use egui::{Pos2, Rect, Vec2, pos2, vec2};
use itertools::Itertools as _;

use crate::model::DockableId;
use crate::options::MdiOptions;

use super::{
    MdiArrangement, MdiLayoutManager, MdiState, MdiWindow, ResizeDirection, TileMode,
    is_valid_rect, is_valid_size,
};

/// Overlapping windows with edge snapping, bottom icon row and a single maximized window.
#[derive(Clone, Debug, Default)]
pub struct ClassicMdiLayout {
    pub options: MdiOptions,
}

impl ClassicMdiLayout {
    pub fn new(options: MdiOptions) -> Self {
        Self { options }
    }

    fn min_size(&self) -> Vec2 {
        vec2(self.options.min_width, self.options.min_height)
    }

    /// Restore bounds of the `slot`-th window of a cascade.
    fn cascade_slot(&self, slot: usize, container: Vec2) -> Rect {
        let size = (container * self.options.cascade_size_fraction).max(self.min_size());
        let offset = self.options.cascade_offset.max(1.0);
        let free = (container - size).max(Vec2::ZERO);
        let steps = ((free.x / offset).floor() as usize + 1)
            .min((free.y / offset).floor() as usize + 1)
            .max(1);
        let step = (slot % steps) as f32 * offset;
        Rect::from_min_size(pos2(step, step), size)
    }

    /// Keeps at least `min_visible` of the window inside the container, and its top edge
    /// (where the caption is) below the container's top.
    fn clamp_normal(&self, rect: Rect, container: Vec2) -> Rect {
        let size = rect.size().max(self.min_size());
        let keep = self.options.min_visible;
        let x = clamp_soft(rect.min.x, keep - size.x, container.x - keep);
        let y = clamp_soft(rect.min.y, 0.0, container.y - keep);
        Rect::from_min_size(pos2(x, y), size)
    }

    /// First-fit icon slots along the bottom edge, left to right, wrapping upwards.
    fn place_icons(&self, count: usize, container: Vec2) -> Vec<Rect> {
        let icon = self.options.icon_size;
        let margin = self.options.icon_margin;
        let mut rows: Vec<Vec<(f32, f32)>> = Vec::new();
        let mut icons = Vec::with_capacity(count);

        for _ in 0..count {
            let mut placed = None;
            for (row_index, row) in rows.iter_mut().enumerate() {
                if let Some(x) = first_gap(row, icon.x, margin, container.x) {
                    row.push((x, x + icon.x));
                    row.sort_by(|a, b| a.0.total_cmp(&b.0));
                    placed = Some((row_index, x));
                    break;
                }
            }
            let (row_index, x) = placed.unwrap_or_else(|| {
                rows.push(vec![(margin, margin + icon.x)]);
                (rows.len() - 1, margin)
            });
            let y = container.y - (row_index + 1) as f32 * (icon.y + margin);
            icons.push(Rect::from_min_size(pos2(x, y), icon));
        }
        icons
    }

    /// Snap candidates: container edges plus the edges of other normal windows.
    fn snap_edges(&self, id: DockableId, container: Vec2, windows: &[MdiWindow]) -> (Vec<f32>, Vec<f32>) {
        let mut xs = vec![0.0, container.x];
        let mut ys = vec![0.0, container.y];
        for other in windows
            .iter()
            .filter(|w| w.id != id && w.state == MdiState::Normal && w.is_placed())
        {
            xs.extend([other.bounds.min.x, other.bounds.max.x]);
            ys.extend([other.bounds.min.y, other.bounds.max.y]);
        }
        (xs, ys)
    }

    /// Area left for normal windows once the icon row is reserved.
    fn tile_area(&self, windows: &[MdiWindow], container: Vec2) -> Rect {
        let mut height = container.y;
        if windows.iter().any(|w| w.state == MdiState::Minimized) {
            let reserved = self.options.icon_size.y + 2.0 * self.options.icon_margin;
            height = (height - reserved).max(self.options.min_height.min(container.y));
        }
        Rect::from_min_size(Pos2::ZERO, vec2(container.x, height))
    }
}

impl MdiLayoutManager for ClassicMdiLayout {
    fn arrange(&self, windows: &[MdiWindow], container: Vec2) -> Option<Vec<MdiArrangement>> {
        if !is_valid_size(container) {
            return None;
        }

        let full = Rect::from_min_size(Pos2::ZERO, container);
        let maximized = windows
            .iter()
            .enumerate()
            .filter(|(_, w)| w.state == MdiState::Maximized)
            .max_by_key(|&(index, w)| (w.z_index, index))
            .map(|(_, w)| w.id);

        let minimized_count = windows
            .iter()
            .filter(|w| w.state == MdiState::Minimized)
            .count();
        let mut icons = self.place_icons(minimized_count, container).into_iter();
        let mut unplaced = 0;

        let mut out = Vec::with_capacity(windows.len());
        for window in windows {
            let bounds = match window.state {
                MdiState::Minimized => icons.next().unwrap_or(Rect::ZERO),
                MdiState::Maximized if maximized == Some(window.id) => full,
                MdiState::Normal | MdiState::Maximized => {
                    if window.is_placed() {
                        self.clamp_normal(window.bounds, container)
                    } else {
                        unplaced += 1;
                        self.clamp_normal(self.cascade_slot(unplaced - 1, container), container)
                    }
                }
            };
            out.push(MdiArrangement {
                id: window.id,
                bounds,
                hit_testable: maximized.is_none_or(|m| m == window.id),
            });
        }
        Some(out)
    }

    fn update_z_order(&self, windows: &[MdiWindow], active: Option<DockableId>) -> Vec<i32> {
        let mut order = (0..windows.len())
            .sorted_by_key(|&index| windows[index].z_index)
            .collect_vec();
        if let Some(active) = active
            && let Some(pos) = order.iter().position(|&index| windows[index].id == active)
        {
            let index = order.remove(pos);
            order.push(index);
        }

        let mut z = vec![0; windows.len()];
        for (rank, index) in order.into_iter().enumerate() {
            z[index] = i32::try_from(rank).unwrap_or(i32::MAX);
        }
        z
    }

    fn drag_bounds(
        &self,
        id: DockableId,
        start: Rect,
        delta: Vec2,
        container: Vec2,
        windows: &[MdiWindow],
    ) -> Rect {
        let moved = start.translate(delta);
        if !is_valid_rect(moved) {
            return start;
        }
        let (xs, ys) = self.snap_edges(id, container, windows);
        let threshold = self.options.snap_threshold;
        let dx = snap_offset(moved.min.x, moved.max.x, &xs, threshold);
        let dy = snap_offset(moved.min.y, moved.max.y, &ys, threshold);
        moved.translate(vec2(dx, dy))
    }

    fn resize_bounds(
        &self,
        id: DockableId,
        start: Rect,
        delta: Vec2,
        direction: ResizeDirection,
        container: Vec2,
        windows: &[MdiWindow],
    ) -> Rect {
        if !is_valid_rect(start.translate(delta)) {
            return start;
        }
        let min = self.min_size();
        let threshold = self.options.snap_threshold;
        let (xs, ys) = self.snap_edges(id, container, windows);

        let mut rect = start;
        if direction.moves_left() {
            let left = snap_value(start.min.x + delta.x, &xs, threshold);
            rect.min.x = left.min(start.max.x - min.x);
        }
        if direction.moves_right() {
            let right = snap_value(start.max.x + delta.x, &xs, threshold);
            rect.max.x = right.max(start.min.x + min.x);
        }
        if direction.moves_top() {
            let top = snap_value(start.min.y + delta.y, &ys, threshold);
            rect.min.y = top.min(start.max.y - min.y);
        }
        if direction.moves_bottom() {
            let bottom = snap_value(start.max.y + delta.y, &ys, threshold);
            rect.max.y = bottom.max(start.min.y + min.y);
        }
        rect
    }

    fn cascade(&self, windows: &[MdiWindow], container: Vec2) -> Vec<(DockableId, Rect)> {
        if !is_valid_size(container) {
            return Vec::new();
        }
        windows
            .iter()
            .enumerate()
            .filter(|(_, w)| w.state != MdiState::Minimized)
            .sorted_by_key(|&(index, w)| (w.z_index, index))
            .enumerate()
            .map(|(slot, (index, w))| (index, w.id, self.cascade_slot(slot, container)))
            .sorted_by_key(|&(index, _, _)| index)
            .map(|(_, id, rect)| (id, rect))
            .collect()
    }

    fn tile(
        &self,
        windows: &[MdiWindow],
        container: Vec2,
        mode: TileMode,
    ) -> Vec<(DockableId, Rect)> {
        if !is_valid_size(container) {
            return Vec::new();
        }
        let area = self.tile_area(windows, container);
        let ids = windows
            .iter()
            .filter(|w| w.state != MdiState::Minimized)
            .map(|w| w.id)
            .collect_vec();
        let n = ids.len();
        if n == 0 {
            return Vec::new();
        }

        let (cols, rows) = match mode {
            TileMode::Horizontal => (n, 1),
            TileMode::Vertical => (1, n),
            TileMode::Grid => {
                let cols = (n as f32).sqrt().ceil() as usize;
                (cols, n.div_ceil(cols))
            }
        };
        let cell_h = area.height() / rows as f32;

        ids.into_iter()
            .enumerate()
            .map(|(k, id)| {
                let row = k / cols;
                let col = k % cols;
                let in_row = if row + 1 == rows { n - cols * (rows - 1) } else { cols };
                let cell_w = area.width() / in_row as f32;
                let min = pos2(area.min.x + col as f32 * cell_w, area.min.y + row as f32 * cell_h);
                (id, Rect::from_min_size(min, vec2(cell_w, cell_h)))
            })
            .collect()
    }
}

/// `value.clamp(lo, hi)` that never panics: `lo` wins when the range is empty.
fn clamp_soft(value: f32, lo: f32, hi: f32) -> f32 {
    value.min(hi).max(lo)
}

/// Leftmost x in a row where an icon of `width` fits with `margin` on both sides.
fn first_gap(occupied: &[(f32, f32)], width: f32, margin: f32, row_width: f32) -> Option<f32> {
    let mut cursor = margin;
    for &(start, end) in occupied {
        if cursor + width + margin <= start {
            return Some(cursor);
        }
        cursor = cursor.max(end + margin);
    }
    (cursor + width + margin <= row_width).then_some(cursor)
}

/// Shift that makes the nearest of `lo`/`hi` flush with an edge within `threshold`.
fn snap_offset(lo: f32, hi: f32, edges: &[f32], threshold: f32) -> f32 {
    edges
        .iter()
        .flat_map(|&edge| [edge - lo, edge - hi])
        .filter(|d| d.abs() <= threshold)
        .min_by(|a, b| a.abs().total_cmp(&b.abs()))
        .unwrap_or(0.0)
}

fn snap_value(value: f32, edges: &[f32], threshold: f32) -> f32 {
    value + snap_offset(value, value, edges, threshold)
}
········
Using the entries, return every line where the word "occupied" can be found.

**Output below**.
fn first_gap(occupied: &[(f32, f32)], width: f32, margin: f32, row_width: f32) -> Option<f32> {
    for &(start, end) in occupied {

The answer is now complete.